Prepare Rust projects to be released on the Arch Linux User Repository.


Keywords
aur, archlinux, cargo, subcommand, cargo-plugin, cargo-subcommand, rust
License
MIT

Documentation

cargo-aur

Build AUR version

cargo-aur is a new subcommand for cargo that produces a release tarball and PKGBUILD file for a Rust project, so that it can be released on the Arch Linux User Repository (AUR).

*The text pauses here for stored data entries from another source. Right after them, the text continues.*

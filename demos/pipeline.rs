//! End-to-end walk through the engine
//!
//! Simulates a small sweep: two algorithm runs over one sequence, frames
//! streamed in one at a time, then derived artifacts precomputed, served and
//! listed in a manifest.
//!
//! ```text
//! cargo run --example pipeline -- /tmp/results-demo
//! TRUENO_RESULTS_LOG=debug cargo run --example pipeline
//! ```

use anyhow::{Context, Result};
use trueno_results::cache::TrajectoryRequest;
use trueno_results::codec::Resolution;
use trueno_results::experiment::{
    algorithm_key, AlgorithmMetrics, ExperimentStatus, ExperimentSummary, FrameResult, MatchScore,
};
use trueno_results::logging;
use trueno_results::ResultEngine;

const FRAMES: u64 = 300;
const SEQUENCE: &str = "seq01";

#[allow(clippy::cast_precision_loss, clippy::cast_possible_truncation)]
fn simulate_frame(frame_id: u64, noise: f64) -> FrameResult {
    let t = frame_id as f64;
    let matches = (0..80)
        .map(|m| {
            let score = f64::from((m * 37 + frame_id as u32 % 97) % 100) / 100.0;
            MatchScore::new(score, score + noise * 0.1 > 0.45)
        })
        .collect();

    let mut frame = FrameResult::new(frame_id)
        .with_timestamp(t / 30.0)
        .with_matches(matches)
        .with_ground_truth_translation([0.05 * (t + 1.0), 0.0, 0.0]);
    frame.processing_time_ms = 12.0 + noise;
    // Every 50th frame loses tracking
    if frame_id % 50 == 49 {
        frame.failed()
    } else {
        frame.with_estimated_translation([0.05 + noise * 0.002, noise * 0.001, 0.0])
    }
}

fn main() -> Result<()> {
    logging::init_tracing();

    let root = std::env::args()
        .nth(1)
        .unwrap_or_else(|| std::env::temp_dir().join("trueno-results-demo").display().to_string());
    let engine = ResultEngine::builder(&root)
        .build()
        .with_context(|| format!("opening result store at {root}"))?;

    let experiment_id = "demo-sweep";
    let runs: Vec<(&str, &str, String, f64)> = [("orb", "ransac", 0.0), ("sift", "magsac", 1.0)]
        .into_iter()
        .map(|(feature, ransac, noise)| (feature, ransac, algorithm_key(feature, ransac, SEQUENCE, 0), noise))
        .collect();

    let mut summary = ExperimentSummary::builder(experiment_id, "Demo sweep")
        .description("two feature/RANSAC pairs on one sequence")
        .status(ExperimentStatus::Running)
        .build();
    for (_, _, alg, _) in &runs {
        summary.register_algorithm(alg.as_str());
    }
    engine.results().save_experiment(&summary)?;

    for (feature, ransac, alg, noise) in &runs {
        let frames: Vec<FrameResult> = (0..FRAMES).map(|id| simulate_frame(id, *noise)).collect();
        for frame in &frames {
            engine.save_frame_result(experiment_id, alg, frame.frame_id, frame)?;
        }
        let metrics = AlgorithmMetrics::from_frames(experiment_id, alg.as_str(), &frames)
            .with_identity(*feature, *ransac, SEQUENCE, 0);
        engine.results().save_algorithm_result(&metrics)?;
        println!(
            "{alg}: {}/{} frames ok, {:.1} matches/frame",
            metrics.successful_frames(),
            metrics.total_frames(),
            metrics.avg_num_matches()
        );
    }

    summary.complete(ExperimentStatus::Completed);
    engine.results().save_experiment(&summary)?;

    for run in engine.cache().precompute_experiment(experiment_id, false)? {
        println!("precompute {}: pr={:?} trajectory={:?}", run.algorithm_key, run.pr_curve, run.trajectory);
    }

    for (_, _, alg, _) in &runs {
        let curve = engine
            .cache()
            .get_pr_curve(experiment_id, alg, Resolution::Ui)?
            .context("no PR curve")?;
        let trajectory = engine
            .cache()
            .get_trajectory(experiment_id, alg, TrajectoryRequest::ui())?
            .context("no trajectory")?;
        println!(
            "{alg}: AUC {:.3}, best F1 {:.3}, path {:.2} m, ATE rmse {:.4}",
            curve.auc,
            curve.optimal.map_or(0.0, |p| p.f1),
            trajectory.path_length,
            trajectory.ate.rmse
        );

        let manifest = engine
            .manifests()
            .load_manifest(experiment_id, alg)?
            .context("manifest missing after save")?;
        for entry in manifest.entries() {
            println!("  {} ({} bytes, {})", entry.url, entry.bytes, entry.hash);
        }
        let issues = engine.manifests().verify_manifest(&manifest);
        println!("  integrity issues: {}", issues.len());
    }

    Ok(())
}
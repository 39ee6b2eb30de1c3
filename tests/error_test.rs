//! Tests for error types

use std::io;

use trueno_results::error::StorageOp;
use trueno_results::store::KeyedObjectStore;
use trueno_results::Error;

#[test]
fn test_storage_error_names_key_and_operation() {
    let error = Error::Storage {
        key: "experiments/e1/summary".to_string(),
        op: StorageOp::Save,
        source: io::Error::new(io::ErrorKind::PermissionDenied, "read-only filesystem"),
    };
    let error_str = format!("{error}");
    assert!(error_str.contains("save"));
    assert!(error_str.contains("experiments/e1/summary"));
    assert!(error_str.contains("read-only filesystem"));
    assert!(std::error::Error::source(&error).is_some());
}

#[test]
fn test_serialization_error() {
    let error = Error::Serialization {
        key: "experiments/e1/algorithms/orb".to_string(),
        message: "expected value at line 1".to_string(),
    };
    assert!(error.is_serialization());
    assert!(format!("{error}").contains("expected value"));
}

#[test]
fn test_integrity_error() {
    let error = Error::Integrity {
        url: "/assets/experiments/e1/trajectories/orb.ui.arrow".to_string(),
        message: "size changed".to_string(),
    };
    let error_str = format!("{error}");
    assert!(error_str.contains("Integrity check failed"));
    assert!(error_str.contains("orb.ui.arrow"));
    assert!(!error.is_serialization());
}

#[test]
fn test_invalid_key_is_invalid_input() {
    let dir = tempfile::tempdir().unwrap();
    let store = KeyedObjectStore::open(dir.path()).unwrap();
    let err = store.load("../escape").unwrap_err();
    assert!(matches!(err, Error::InvalidInput(_)));
}

#[test]
fn test_from_conversions() {
    let io_err: Error = io::Error::new(io::ErrorKind::NotFound, "gone").into();
    assert!(matches!(io_err, Error::Io(_)));

    let json_err: Error = serde_json::from_str::<u32>("x").unwrap_err().into();
    assert!(matches!(json_err, Error::Json(_)));
    assert!(format!("{json_err}").starts_with("JSON error"));
}
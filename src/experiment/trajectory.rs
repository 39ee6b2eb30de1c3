//! Trajectory records

use serde::{Deserialize, Serialize};

use crate::compute::downsample;
use crate::compute::trajectory::{absolute_trajectory_error, path_length, relative_pose_error};

const fn default_true() -> bool {
    true
}

/// One position on a trajectory.
#[derive(Debug, Clone, Copy, PartialEq, Serialize, Deserialize)]
pub struct TrajectoryPoint {
    /// Frame the position belongs to.
    pub frame_id: u64,
    /// Seconds, or the frame id when the frame had no timestamp.
    pub timestamp: f64,
    /// X coordinate.
    pub x: f64,
    /// Y coordinate.
    pub y: f64,
    /// Z coordinate.
    pub z: f64,
    /// False when the frame had no usable pose and the position was carried forward.
    #[serde(default = "default_true")]
    pub has_pose_estimate: bool,
}

impl TrajectoryPoint {
    /// Point with a pose estimate.
    #[must_use]
    pub const fn new(frame_id: u64, timestamp: f64, position: [f64; 3]) -> Self {
        Self {
            frame_id,
            timestamp,
            x: position[0],
            y: position[1],
            z: position[2],
            has_pose_estimate: true,
        }
    }

    /// Coordinates as an array.
    #[must_use]
    pub const fn position(&self) -> [f64; 3] {
        [self.x, self.y, self.z]
    }

    /// Euclidean distance to `other`.
    #[must_use]
    pub fn distance(&self, other: &Self) -> f64 {
        let dx = self.x - other.x;
        let dy = self.y - other.y;
        let dz = self.z - other.z;
        (dx * dx + dy * dy + dz * dz).sqrt()
    }
}

/// Summary statistics of a set of error samples.
#[derive(Debug, Clone, Copy, Default, PartialEq, Serialize, Deserialize)]
pub struct ErrorStats {
    /// Root mean square.
    pub rmse: f64,
    /// Arithmetic mean.
    pub mean: f64,
    /// Median.
    pub median: f64,
    /// Population standard deviation.
    pub std: f64,
    /// Smallest sample.
    pub min: f64,
    /// Largest sample.
    pub max: f64,
}

impl ErrorStats {
    /// Statistics over `samples`; all zero when empty.
    #[must_use]
    #[allow(clippy::cast_precision_loss)]
    pub fn from_samples(samples: &[f64]) -> Self {
        if samples.is_empty() {
            return Self::default();
        }
        let n = samples.len() as f64;
        let mean = samples.iter().sum::<f64>() / n;
        let rmse = (samples.iter().map(|e| e * e).sum::<f64>() / n).sqrt();
        let std = (samples.iter().map(|e| (e - mean).powi(2)).sum::<f64>() / n).sqrt();

        let mut sorted = samples.to_vec();
        sorted.sort_by(f64::total_cmp);
        let mid = sorted.len() / 2;
        let median = if sorted.len() % 2 == 0 {
            (sorted[mid - 1] + sorted[mid]) / 2.0
        } else {
            sorted[mid]
        };

        Self {
            rmse,
            mean,
            median,
            std,
            min: sorted[0],
            max: sorted[sorted.len() - 1],
        }
    }
}

/// Estimated path of one algorithm run, with ground truth and error statistics.
///
/// Error statistics and path lengths always describe the full-resolution
/// series, also on a downsampled copy.
#[derive(Debug, Clone, PartialEq, Serialize, Deserialize)]
pub struct TrajectoryData {
    /// Estimated positions, in frame order.
    pub points: Vec<TrajectoryPoint>,
    /// Ground truth positions, when the sequence has them.
    #[serde(default)]
    pub ground_truth: Vec<TrajectoryPoint>,
    /// Straight reference line, synthesized only when there is no ground truth.
    #[serde(default)]
    pub reference: Vec<TrajectoryPoint>,
    /// Length of the estimated path.
    #[serde(default)]
    pub path_length: f64,
    /// Length of the ground truth path.
    #[serde(default)]
    pub ground_truth_path_length: f64,
    /// Absolute trajectory error.
    #[serde(default)]
    pub ate: ErrorStats,
    /// Relative pose error.
    #[serde(default)]
    pub rpe: ErrorStats,
    /// Estimated point count before downsampling.
    #[serde(default)]
    pub original_points: usize,
    /// Whether `points` is a reduced copy.
    #[serde(default)]
    pub downsampled: bool,
}

impl TrajectoryData {
    /// Build a full-resolution trajectory, computing path lengths, ATE and RPE.
    #[must_use]
    pub fn new(points: Vec<TrajectoryPoint>, ground_truth: Vec<TrajectoryPoint>) -> Self {
        Self {
            path_length: path_length(&points),
            ground_truth_path_length: path_length(&ground_truth),
            ate: absolute_trajectory_error(&points, &ground_truth),
            rpe: relative_pose_error(&points, &ground_truth),
            original_points: points.len(),
            downsampled: false,
            points,
            ground_truth,
            reference: Vec::new(),
        }
    }

    /// Add a straight reference line when there is no ground truth.
    #[must_use]
    pub fn with_reference_line(mut self) -> Self {
        if self.ground_truth.is_empty() {
            self.reference = reference_line(&self.points);
        }
        self
    }

    /// Drop the synthesized reference line.
    #[must_use]
    pub fn without_reference(mut self) -> Self {
        self.reference.clear();
        self
    }

    /// Number of estimated points.
    #[must_use]
    pub fn len(&self) -> usize {
        self.points.len()
    }

    /// True if there are no estimated points.
    #[must_use]
    pub fn is_empty(&self) -> bool {
        self.points.is_empty()
    }

    /// Copy with every series reduced to at most `cap` points.
    ///
    /// Statistics and `original_points` are carried over unchanged.
    #[must_use]
    pub fn downsampled(&self, cap: usize) -> Self {
        let reduce = |series: &[TrajectoryPoint]| {
            downsample::select(series, &downsample::uniform_indices(series.len(), cap))
        };
        Self {
            points: reduce(&self.points),
            ground_truth: reduce(&self.ground_truth),
            reference: reduce(&self.reference),
            path_length: self.path_length,
            ground_truth_path_length: self.ground_truth_path_length,
            ate: self.ate,
            rpe: self.rpe,
            original_points: self.original_points.max(self.points.len()),
            downsampled: self.downsampled || self.points.len() > cap,
        }
    }
}

/// Straight line from the first to the last point, one point per input point.
#[must_use]
#[allow(clippy::cast_precision_loss)]
pub fn reference_line(points: &[TrajectoryPoint]) -> Vec<TrajectoryPoint> {
    let (Some(first), Some(last)) = (points.first(), points.last()) else {
        return Vec::new();
    };
    if points.len() == 1 {
        return vec![*first];
    }
    let span = (points.len() - 1) as f64;
    points
        .iter()
        .enumerate()
        .map(|(i, p)| {
            let f = i as f64 / span;
            TrajectoryPoint::new(
                p.frame_id,
                p.timestamp,
                [
                    first.x + (last.x - first.x) * f,
                    first.y + (last.y - first.y) * f,
                    first.z + (last.z - first.z) * f,
                ],
            )
        })
        .collect()
}

#[cfg(test)]
mod tests {
    use super::*;

    #[allow(clippy::cast_precision_loss)]
    fn line(n: u64) -> Vec<TrajectoryPoint> {
        (0..n)
            .map(|i| TrajectoryPoint::new(i, i as f64, [i as f64, 0.0, 0.0]))
            .collect()
    }

    #[test]
    fn test_error_stats_empty_is_zero() {
        assert_eq!(ErrorStats::from_samples(&[]), ErrorStats::default());
    }

    #[test]
    fn test_error_stats_values() {
        let stats = ErrorStats::from_samples(&[3.0, 1.0, 2.0, 4.0]);
        assert!((stats.mean - 2.5).abs() < 1e-12);
        assert!((stats.median - 2.5).abs() < 1e-12);
        assert!((stats.min - 1.0).abs() < 1e-12);
        assert!((stats.max - 4.0).abs() < 1e-12);
        assert!((stats.rmse - (30.0f64 / 4.0).sqrt()).abs() < 1e-12);
        assert!((stats.std - 1.25f64.sqrt()).abs() < 1e-12);
    }

    #[test]
    fn test_new_computes_path_length() {
        let data = TrajectoryData::new(line(11), Vec::new());
        assert!((data.path_length - 10.0).abs() < 1e-12);
        assert_eq!(data.original_points, 11);
        assert_eq!(data.ate, ErrorStats::default());
    }

    #[test]
    fn test_reference_line_only_without_ground_truth() {
        let data = TrajectoryData::new(line(5), Vec::new()).with_reference_line();
        assert_eq!(data.reference.len(), 5);
        assert!((data.reference[4].x - 4.0).abs() < 1e-12);

        let with_gt = TrajectoryData::new(line(5), line(5)).with_reference_line();
        assert!(with_gt.reference.is_empty());
    }

    #[test]
    fn test_downsampled_keeps_stats_and_counts() {
        let data = TrajectoryData::new(line(2000), Vec::new()).with_reference_line();
        let ui = data.downsampled(1500);
        assert_eq!(ui.len(), 1500);
        assert_eq!(ui.reference.len(), 1500);
        assert_eq!(ui.original_points, 2000);
        assert!(ui.downsampled);
        assert!((ui.path_length - data.path_length).abs() < f64::EPSILON);

        let small = TrajectoryData::new(line(10), Vec::new()).downsampled(1500);
        assert_eq!(small.len(), 10);
        assert!(!small.downsampled);
    }
}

No extra configuration is necessary. As long as your Cargo.toml has the usual fields, a PKGBUILD will be generated with all the necessary sections filled out.

Installation

Guess what? cargo-aur itself is on the AUR! Install it with an AUR-compatible package manager like aura:

sudo aura -A cargo-aur-bin

...or via cargo:

cargo install cargo-aur

Usage

Basics

Navigate to a Rust project, and run:

cargo aur

This will produce a foobar-1.2.3-x86_64.tar.gz tarball and a PKGBUILD within target/cargo-aur.

If you wish, you can now run makepkg to ensure that your package actually builds.

> makepkg
==> Making package: cargo-aur-bin 1.0.0-1 (Wed 10 Jun 2020 08:23:46 PM PDT)
==> Checking runtime dependencies...
==> Checking buildtime dependencies...
... etc ...
==> Finished making: cargo-aur-bin 1.0.0-1 (Wed 10 Jun 2020 08:23:47 PM PDT)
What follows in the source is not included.